The extension is a better-looking version of bookmarks and is also mobile-friendly. If you start your WebCull page on a phone or tablet, you’ll find an interface that’s easy to tap to get to the link you want to visit. That’s mainly because of WebCull’s folder and sub-folder structure, which helps you organize bookmarks into neat stacks.
Helpfully, at the final link, you’ll see options to open it in a new tab, current tab, or fullscreen. You can also add tags to the saved link, as well as write notes. These are helpful in searching for links instead of relying on your stacked folders.
You can import your existing bookmarks (and maintain their folder structure) or start afresh. WebCull also lets you create shareable URLs for folders, and you can also password-protect these shared folders.

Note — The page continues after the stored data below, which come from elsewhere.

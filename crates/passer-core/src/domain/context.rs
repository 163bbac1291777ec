//! Context - キャンセルと期限
//!
//! execute の呼び出し側が渡し、handler にもそのまま渡されます。
//! キャンセルは協調的: registry は待つのをやめるだけで、handler を止めません。
//! handler は `ctx.done()` を見て自分で終了してください。

use std::fmt;
use std::time::Duration;

use tokio::time::{Instant, sleep_until};
use tokio_util::sync::CancellationToken;

use super::errors::PasserError;

/// context が終了した理由
#[derive(Debug, Clone, Copy, PartialEq, Eq)]
pub enum DoneReason {
    Canceled,
    DeadlineExceeded,
}

impl From<DoneReason> for PasserError {
    fn from(reason: DoneReason) -> Self {
        match reason {
            DoneReason::Canceled => PasserError::Canceled,
            DoneReason::DeadlineExceeded => PasserError::DeadlineExceeded,
        }
    }
}

impl fmt::Display for DoneReason {
    fn fmt(&self, f: &mut fmt::Formatter<'_>) -> fmt::Result {
        match self {
            DoneReason::Canceled => f.write_str("canceled"),
            DoneReason::DeadlineExceeded => f.write_str("deadline exceeded"),
        }
    }
}

/// Context はキャンセル信号と任意の期限を運ぶ
///
/// # 使用例
/// ```ignore
/// let ctx = Context::background().with_timeout(Duration::from_secs(1));
/// let result = registry.execute(&ctx, &data).await;
/// ```
///
/// - clone は同じ信号を共有する
/// - 子 context は親のキャンセルを受け取るが、子のキャンセルは親に伝わらない
/// - 子の期限は親の期限より後にはならない
#[derive(Clone, Debug)]
pub struct Context {
    token: CancellationToken,
    deadline: Option<Instant>,
}

impl Context {
    /// 期限もキャンセルも無い root context
    pub fn background() -> Self {
        Self {
            token: CancellationToken::new(),
            deadline: None,
        }
    }

    /// 親と同じ期限を持つ子 context
    pub fn child(&self) -> Self {
        Self {
            token: self.token.child_token(),
            deadline: self.deadline,
        }
    }

    pub fn with_deadline(&self, deadline: Instant) -> Self {
        let deadline = match self.deadline {
            Some(parent) if parent < deadline => parent,
            _ => deadline,
        };
        Self {
            token: self.token.child_token(),
            deadline: Some(deadline),
        }
    }

    pub fn with_timeout(&self, timeout: Duration) -> Self {
        self.with_deadline(Instant::now() + timeout)
    }

    /// この context と子 context をすべてキャンセル
    pub fn cancel(&self) {
        self.token.cancel();
    }

    pub fn deadline(&self) -> Option<Instant> {
        self.deadline
    }

    /// 終了していればその理由
    ///
    /// キャンセルと期限切れが両方成立している場合は Canceled を優先します。
    pub fn err(&self) -> Option<DoneReason> {
        if self.token.is_cancelled() {
            return Some(DoneReason::Canceled);
        }
        match self.deadline {
            Some(deadline) if Instant::now() >= deadline => Some(DoneReason::DeadlineExceeded),
            _ => None,
        }
    }

    pub fn is_done(&self) -> bool {
        self.err().is_some()
    }

    /// 終了するまで待つ
    pub async fn done(&self) -> DoneReason {
        if let Some(reason) = self.err() {
            return reason;
        }
        match self.deadline {
            Some(deadline) => {
                tokio::select! {
                    biased;
                    _ = self.token.cancelled() => DoneReason::Canceled,
                    _ = sleep_until(deadline) => DoneReason::DeadlineExceeded,
                }
            }
            None => {
                self.token.cancelled().await;
                DoneReason::Canceled
            }
        }
    }
}

impl Default for Context {
    fn default() -> Self {
        Self::background()
    }
}

#[cfg(test)]
mod tests {
    use super::*;

    #[test]
    fn background_is_not_done() {
        let ctx = Context::background();
        assert!(!ctx.is_done());
        assert_eq!(ctx.deadline(), None);
    }

    #[test]
    fn cancel_reaches_children_but_not_parent() {
        let parent = Context::background();
        let child = parent.child();
        let grandchild = child.child();

        child.cancel();
        assert_eq!(child.err(), Some(DoneReason::Canceled));
        assert_eq!(grandchild.err(), Some(DoneReason::Canceled));
        assert_eq!(parent.err(), None);

        let other = parent.child();
        parent.cancel();
        assert_eq!(other.err(), Some(DoneReason::Canceled));
    }

    #[tokio::test(start_paused = true)]
    async fn child_deadline_never_exceeds_parent() {
        let parent = Context::background().with_timeout(Duration::from_millis(10));
        let child = parent.with_timeout(Duration::from_secs(60));
        assert_eq!(child.deadline(), parent.deadline());

        let shorter = parent.with_timeout(Duration::from_millis(1));
        assert!(shorter.deadline() < parent.deadline());
    }

    #[tokio::test(start_paused = true)]
    async fn done_resolves_at_deadline() {
        let ctx = Context::background().with_timeout(Duration::from_millis(50));
        let start = Instant::now();

        assert_eq!(ctx.done().await, DoneReason::DeadlineExceeded);
        assert!(start.elapsed() >= Duration::from_millis(50));
        assert_eq!(ctx.err(), Some(DoneReason::DeadlineExceeded));
    }

    #[tokio::test]
    async fn done_resolves_on_cancel() {
        let ctx = Context::background().with_timeout(Duration::from_secs(60));
        let waiter = ctx.clone();
        let handle = tokio::spawn(async move { waiter.done().await });

        ctx.cancel();
        assert_eq!(handle.await.unwrap(), DoneReason::Canceled);
    }

    #[test]
    fn done_reason_maps_to_passer_error() {
        assert!(matches!(
            PasserError::from(DoneReason::Canceled),
            PasserError::Canceled
        ));
        assert!(matches!(
            PasserError::from(DoneReason::DeadlineExceeded),
            PasserError::DeadlineExceeded
        ));
    }
}
///! Home/roaming matching engine and OSU offer correlation
pub mod engine;
pub mod osu;

// ============ Re-exports ============

pub use engine::{MatchList, MatchingEngine, PasspointMatch, ProviderMatcher};
pub use osu::{matching_osu_providers, matching_profiles_for_osu_providers};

Download: WebCull for Chrome | Firefox | Opera (Free)
4. Grepmark (Windows, macOS, Linux): Slack for Bookmarks, With Chat
Out of all the new bookmarking apps, Grepmark does something completely different and unique. It’s sort of like someone looked at a chat app like Slack or Telegram and wondered how to use that to make a place where you share bookmarks with friends.
In Grepmark, you have “channels” to act as different chatrooms, each with its own agenda. In the room, you can’t type a chat message, you can only copy-paste a link. This way, the channel isn’t muddled up with messages, but only serves as a board of links.
However, click a link’s message and you’ll open a pane where participants can comment about that link. This is where friends get to note their thoughts on the link, or you can add why you shared the link in the first place. Users can also move links shared in one channel to another channel if it’s in the wrong place.
That’s the main way to use Grepmark, but there are a few other cool features. Through the left sidebar, you can see all recent comments, or all bookmarks shared across channels. You can also search through all messages to find a link.
Download: Grepmark for Windows | macOS | Linux DEB | Linux RPM (Free)
5. ForLater.Email (Web): Save Any Bookmark as a Readable Article in Your Inbox
If you only bookmark links to read articles later, you probably know about the best read-it-later apps like Pocket or Instapaper, which even clean up the article layout for better readability. But those can be unnecessary if you don’t save so many links that you need to use these regularly. Plus, again, these are third-party apps with access to your data and reading habits.
Forlater.Email is a useful, no-signup service that lets you save links as clutter-free, readable emails. It’s really simple to use. Copy a link, compose a new email and paste it in there, and send the message to “[email protected]”. In a minute, you’ll get a new email with the link in HTML and plain text both, to read whenever you want.
The process of saving links actually works great even on phones, which is where a lot of bookmarking apps struggle. Forlater.Email also has Chrome and Firefox extensions, to make the whole process faster when you’re browsing on desktops. The creator recommends making email filters to automatically sort all your saved articles under a ForLater label.
Hack to Cull Your “Read It Later” List
There is no right answer to which of these is the best bookmark manager. Everyone has different needs. Some value data privacy and security, others want a way to share bookmarks with friends, and some just want a better version of what you get with your browser. It’s all about finding the right bookmark manager for you.
However, whichever app you choose, you can still try to get through your “read it later” list by adding a simple rule. Make folders for “Read Later” or “Watch Later”, and save links normally. But if you haven’t checked it out one month after you saved it, delete the link. It probably was an impulsive bookmark that you never really wanted to read later, but felt like you might miss out if you didn’t.